//! Subgraph adapter - paginated GraphQL reads from the blockchain
//! index.

mod client;
mod queries;
mod wire;

pub use client::{PAGE_SIZE, SubgraphClient};
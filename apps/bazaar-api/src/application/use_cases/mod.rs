//! Application Use Cases
//!
//! One struct per dashboard operation, generic over the driven ports.
//! Every use case recomputes its aggregates from the index on each
//! call; nothing is cached between requests.

mod balance;
mod chart;
mod items;
mod orderbook;
mod stats;
mod trades;

pub use balance::GetBalanceUseCase;
pub use chart::{GetChartDataUseCase, GetTimeframeDataUseCase};
pub use items::{GetItemDetailsUseCase, ListItemsUseCase};
pub use orderbook::GetOrderBookUseCase;
pub use stats::{GetItemStatsUseCase, GetMarketStatsUseCase, STATS_BATCH_SIZE};
pub use trades::{DEFAULT_TRADE_LIMIT, GetTradesUseCase};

**EXERCISE OBJECTIVE**
Could you transcribe all of the entries exactly, leaving nothing out?

**OUTPUT FOR THIS TASK**
//! Subgraph adapter - paginated GraphQL reads from the blockchain
//! index.

mod client;
mod queries;
mod wire;

pub use client::{PAGE_SIZE, SubgraphClient};
filename apps/bazaar-api/src/application/use_cases/mod.rs
//! Application Use Cases
//!
//! One struct per dashboard operation, generic over the driven ports.
//! Every use case recomputes its aggregates from the index on each
//! call; nothing is cached between requests.

mod balance;
mod chart;
mod items;
mod orderbook;
mod stats;
mod trades;

pub use balance::GetBalanceUseCase;
pub use chart::{GetChartDataUseCase, GetTimeframeDataUseCase};
pub use items::{GetItemDetailsUseCase, ListItemsUseCase};
pub use orderbook::GetOrderBookUseCase;
pub use stats::{GetItemStatsUseCase, GetMarketStatsUseCase, STATS_BATCH_SIZE};
pub use trades::{DEFAULT_TRADE_LIMIT, GetTradesUseCase};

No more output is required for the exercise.